**Required work**. Below are records; reproduce exactly the lines from the first through the one containing "use std::fmt;".

Stored items:
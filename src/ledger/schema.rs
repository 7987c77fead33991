//! Static schema of every account and instruction the program understands.
//!
//! The discriminator of an account is `sha256("account:<TypeName>")[..8]` and of an
//! instruction `sha256("global:<snake_name>")[..8]`. They are stored precomputed here and
//! checked against the hash in tests, so both the encoder and the decoder read them from
//! one place.

use serde::{Deserialize, Serialize};
use std::fmt;

/// Wire shape of a single field.
#[derive(Debug, Clone, Copy, PartialEq, Eq)]
pub enum FieldType {
	Bool,
	U8,
	U32,
	U64,
	I64,
	F64,
	Address,
	Text,
	Tag(&'static str),
	Location,
	AddressList,
	TagList(&'static str),
}

impl FieldType {
	/// Smallest number of bytes a value of this type can occupy.
	pub const fn min_len(self) -> usize {
		match self {
			FieldType::Bool | FieldType::U8 | FieldType::Tag(_) => 1,
			FieldType::U32 | FieldType::Text | FieldType::AddressList | FieldType::TagList(_) => 4,
			FieldType::U64 | FieldType::I64 | FieldType::F64 => 8,
			FieldType::Address => 32,
			// latitude, longitude, address text
			FieldType::Location => 8 + 8 + 4,
		}
	}
}

#[derive(Debug, Clone, Copy, PartialEq, Eq)]
pub struct Field {
	pub name: &'static str,
	pub ty: FieldType,
}

const fn field(name: &'static str, ty: FieldType) -> Field {
	Field { name, ty }
}

fn fields_min_len(fields: &[Field]) -> usize {
	fields.iter().map(|f| f.ty.min_len()).sum()
}

#[derive(Debug, Clone, Copy, PartialEq, Eq, Hash, PartialOrd, Ord, Serialize, Deserialize)]
#[serde(rename_all = "snake_case")]
pub enum AccountKind {
	DaoState,
	UserProfile,
	Activity,
	Strike,
	WorkerCoop,
	Proposal,
}

impl AccountKind {
	pub const ALL: [AccountKind; 6] = [
		AccountKind::DaoState,
		AccountKind::UserProfile,
		AccountKind::Activity,
		AccountKind::Strike,
		AccountKind::WorkerCoop,
		AccountKind::Proposal,
	];

	pub fn schema(self) -> &'static AccountSchema {
		&ACCOUNTS[self as usize]
	}

	pub fn discriminator(self) -> [u8; 8] {
		self.schema().discriminator
	}

	/// Plural name used for cache keys and log lines.
	pub fn collection(self) -> &'static str {
		match self {
			AccountKind::DaoState => "dao_state",
			AccountKind::UserProfile => "user_profiles",
			AccountKind::Activity => "activities",
			AccountKind::Strike => "strikes",
			AccountKind::WorkerCoop => "worker_coops",
			AccountKind::Proposal => "proposals",
		}
	}

	/// Namespace tag used when deriving addresses of this kind.
	pub fn namespace(self) -> &'static [u8] {
		match self {
			AccountKind::DaoState => b"dao_state",
			AccountKind::UserProfile => b"user_profile",
			AccountKind::Activity => b"activity",
			AccountKind::Strike => b"strike",
			AccountKind::WorkerCoop => b"worker_coop",
			AccountKind::Proposal => b"proposal",
		}
	}

	pub fn from_discriminator(discriminator: &[u8; 8]) -> Option<AccountKind> {
		ACCOUNTS
			.iter()
			.find(|schema| &schema.discriminator == discriminator)
			.map(|schema| schema.kind)
	}
}

impl fmt::Display for AccountKind {
	fn fmt(&self, f: &mut fmt::Formatter<'_>) -> fmt::Result {
		f.write_str(self.schema().name)
	}
}

#[derive(Debug)]
pub struct AccountSchema {
	pub kind: AccountKind,
	pub name: &'static str,
	pub discriminator: [u8; 8],
	pub fields: &'static [Field],
}

impl AccountSchema {
	/// Minimum encoded size including the discriminator.
	pub fn min_len(&self) -> usize {
		8 + fields_min_len(self.fields)
	}
}

#[derive(Debug, Clone, Copy, PartialEq, Eq, Hash)]
pub enum InstructionKind {
	InitializeDao,
	CreateUserProfile,
	CreateActivity,
	VerifyActivity,
	CreateStrike,
	SupportStrike,
	CreateWorkerCoop,
	FundWorkerCoop,
	CreateProposal,
	VoteOnProposal,
	DistributeUbi,
	ApplyTokenDecay,
	DeleteActivity,
}

impl InstructionKind {
	pub fn schema(self) -> &'static InstructionSchema {
		&INSTRUCTIONS[self as usize]
	}

	pub fn discriminator(self) -> [u8; 8] {
		self.schema().discriminator
	}

	pub fn from_discriminator(discriminator: &[u8; 8]) -> Option<InstructionKind> {
		INSTRUCTIONS
			.iter()
			.find(|schema| &schema.discriminator == discriminator)
			.map(|schema| schema.kind)
	}
}

impl fmt::Display for InstructionKind {
	fn fmt(&self, f: &mut fmt::Formatter<'_>) -> fmt::Result {
		f.write_str(self.schema().name)
	}
}

#[derive(Debug)]
pub struct InstructionSchema {
	pub kind: InstructionKind,
	pub name: &'static str,
	pub discriminator: [u8; 8],
	pub args: &'static [Field],
}

impl InstructionSchema {
	pub fn min_len(&self) -> usize {
		8 + fields_min_len(self.args)
	}
}

use FieldType::*;

// Indexed by `AccountKind as usize`.
pub static ACCOUNTS: [AccountSchema; 6] = [
	AccountSchema {
		kind: AccountKind::DaoState,
		name: "DaoState",
		discriminator: [24, 50, 14, 105, 233, 60, 201, 244],
		fields: &[
			field("authority", Address),
			field("total_supply", U64),
			field("circulating_supply", U64),
			field("median_balance", U64),
			field("active_users", U64),
			field("total_activities", U64),
			field("bump", U8),
		],
	},
	AccountSchema {
		kind: AccountKind::UserProfile,
		name: "UserProfile",
		discriminator: [32, 37, 119, 205, 179, 180, 13, 194],
		fields: &[
			field("owner", Address),
			field("union_membership", Bool),
			field("tokens_earned", U64),
			field("hours_worked", U64),
			field("activities_completed", U64),
			field("reputation_score", U64),
			field("strike_participation", U64),
			field("class_solidarity_score", U64),
			field("last_activity", I64),
			field("bump", U8),
		],
	},
	AccountSchema {
		kind: AccountKind::Activity,
		name: "Activity",
		discriminator: [159, 236, 145, 113, 221, 192, 137, 112],
		fields: &[
			field("creator", Address),
			field("category", Tag("ActivityCategory")),
			field("description", Text),
			field("location", Location),
			field("estimated_hours", U32),
			field("status", Tag("ActivityStatus")),
			field("verification_count", U8),
			field("verifiers", AddressList),
			field("reward_amount", U64),
			field("timestamp", I64),
			field("bump", U8),
		],
	},
	AccountSchema {
		kind: AccountKind::Strike,
		name: "Strike",
		discriminator: [30, 241, 34, 218, 102, 65, 121, 176],
		fields: &[
			field("creator", Address),
			field("company", Text),
			field("union_verification", Bool),
			field("participant_count", U32),
			field("daily_support", U64),
			field("legitimacy_score", U8),
			field("total_fund", U64),
			field("strike_duration", U32),
			field("supporters", AddressList),
			field("timestamp", I64),
			field("bump", U8),
		],
	},
	AccountSchema {
		kind: AccountKind::WorkerCoop,
		name: "WorkerCoop",
		discriminator: [21, 52, 103, 26, 4, 72, 99, 28],
		fields: &[
			field("founders", AddressList),
			field("business_plan", Text),
			field("funding_goal", U64),
			field("current_funding", U64),
			field("skill_requirements", TagList("SkillType")),
			field("democratic_votes", U32),
			field("sustainability_score", U8),
			field("members", AddressList),
			field("timestamp", I64),
			field("bump", U8),
		],
	},
	AccountSchema {
		kind: AccountKind::Proposal,
		name: "Proposal",
		discriminator: [26, 94, 189, 187, 116, 136, 53, 33],
		fields: &[
			field("creator", Address),
			field("title", Text),
			field("description", Text),
			field("proposal_type", Tag("ProposalType")),
			field("votes_for", U64),
			field("votes_against", U64),
			field("status", Tag("ProposalStatus")),
			field("created_at", I64),
			field("voting_deadline", I64),
			field("voters", AddressList),
			field("bump", U8),
		],
	},
];

// Indexed by `InstructionKind as usize`.
pub static INSTRUCTIONS: [InstructionSchema; 13] = [
	InstructionSchema {
		kind: InstructionKind::InitializeDao,
		name: "initialize_dao",
		discriminator: [128, 226, 96, 90, 39, 56, 24, 196],
		args: &[field("authority", Address)],
	},
	InstructionSchema {
		kind: InstructionKind::CreateUserProfile,
		name: "create_user_profile",
		discriminator: [9, 214, 142, 184, 153, 65, 50, 174],
		args: &[field("union_membership", Bool)],
	},
	InstructionSchema {
		kind: InstructionKind::CreateActivity,
		name: "create_activity",
		discriminator: [185, 108, 147, 27, 45, 183, 236, 153],
		args: &[
			field("category", Tag("ActivityCategory")),
			field("description", Text),
			field("location", Location),
			field("estimated_hours", U32),
		],
	},
	InstructionSchema {
		kind: InstructionKind::VerifyActivity,
		name: "verify_activity",
		discriminator: [92, 149, 206, 51, 56, 16, 159, 77],
		args: &[field("verified", Bool)],
	},
	InstructionSchema {
		kind: InstructionKind::CreateStrike,
		name: "create_strike",
		discriminator: [222, 229, 112, 160, 144, 23, 33, 131],
		args: &[
			field("company", Text),
			field("union_verification", Bool),
			field("participant_count", U32),
		],
	},
	InstructionSchema {
		kind: InstructionKind::SupportStrike,
		name: "support_strike",
		discriminator: [122, 95, 42, 192, 67, 88, 176, 27],
		args: &[field("amount", U64)],
	},
	InstructionSchema {
		kind: InstructionKind::CreateWorkerCoop,
		name: "create_worker_coop",
		discriminator: [78, 122, 234, 190, 203, 184, 136, 25],
		args: &[
			field("business_plan", Text),
			field("funding_goal", U64),
			field("skill_requirements", TagList("SkillType")),
		],
	},
	InstructionSchema {
		kind: InstructionKind::FundWorkerCoop,
		name: "fund_worker_coop",
		discriminator: [114, 194, 105, 110, 22, 179, 189, 244],
		args: &[field("amount", U64)],
	},
	InstructionSchema {
		kind: InstructionKind::CreateProposal,
		name: "create_proposal",
		discriminator: [132, 116, 68, 174, 216, 160, 198, 22],
		args: &[
			field("title", Text),
			field("description", Text),
			field("proposal_type", Tag("ProposalType")),
		],
	},
	InstructionSchema {
		kind: InstructionKind::VoteOnProposal,
		name: "vote_on_proposal",
		discriminator: [188, 239, 13, 88, 119, 199, 251, 119],
		args: &[field("vote", Bool), field("token_amount", U64)],
	},
	InstructionSchema {
		kind: InstructionKind::DistributeUbi,
		name: "distribute_ubi",
		discriminator: [3, 197, 0, 124, 173, 205, 149, 217],
		args: &[],
	},
	InstructionSchema {
		kind: InstructionKind::ApplyTokenDecay,
		name: "apply_token_decay",
		discriminator: [26, 165, 156, 7, 230, 179, 248, 203],
		args: &[],
	},
	InstructionSchema {
		kind: InstructionKind::DeleteActivity,
		name: "delete_activity",
		discriminator: [228, 100, 90, 72, 28, 103, 180, 49],
		args: &[],
	},
];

**Task response**.
filename src/ledger/schema.rs
repository 7987c77fead33991
//! Static schema of every account and instruction the program understands.
//!
//! The discriminator of an account is `sha256("account:<TypeName>")[..8]` and of an
//! instruction `sha256("global:<snake_name>")[..8]`. They are stored precomputed here and
//! checked against the hash in tests, so both the encoder and the decoder read them from
//! one place.

use serde::{Deserialize, Serialize};
use std::fmt;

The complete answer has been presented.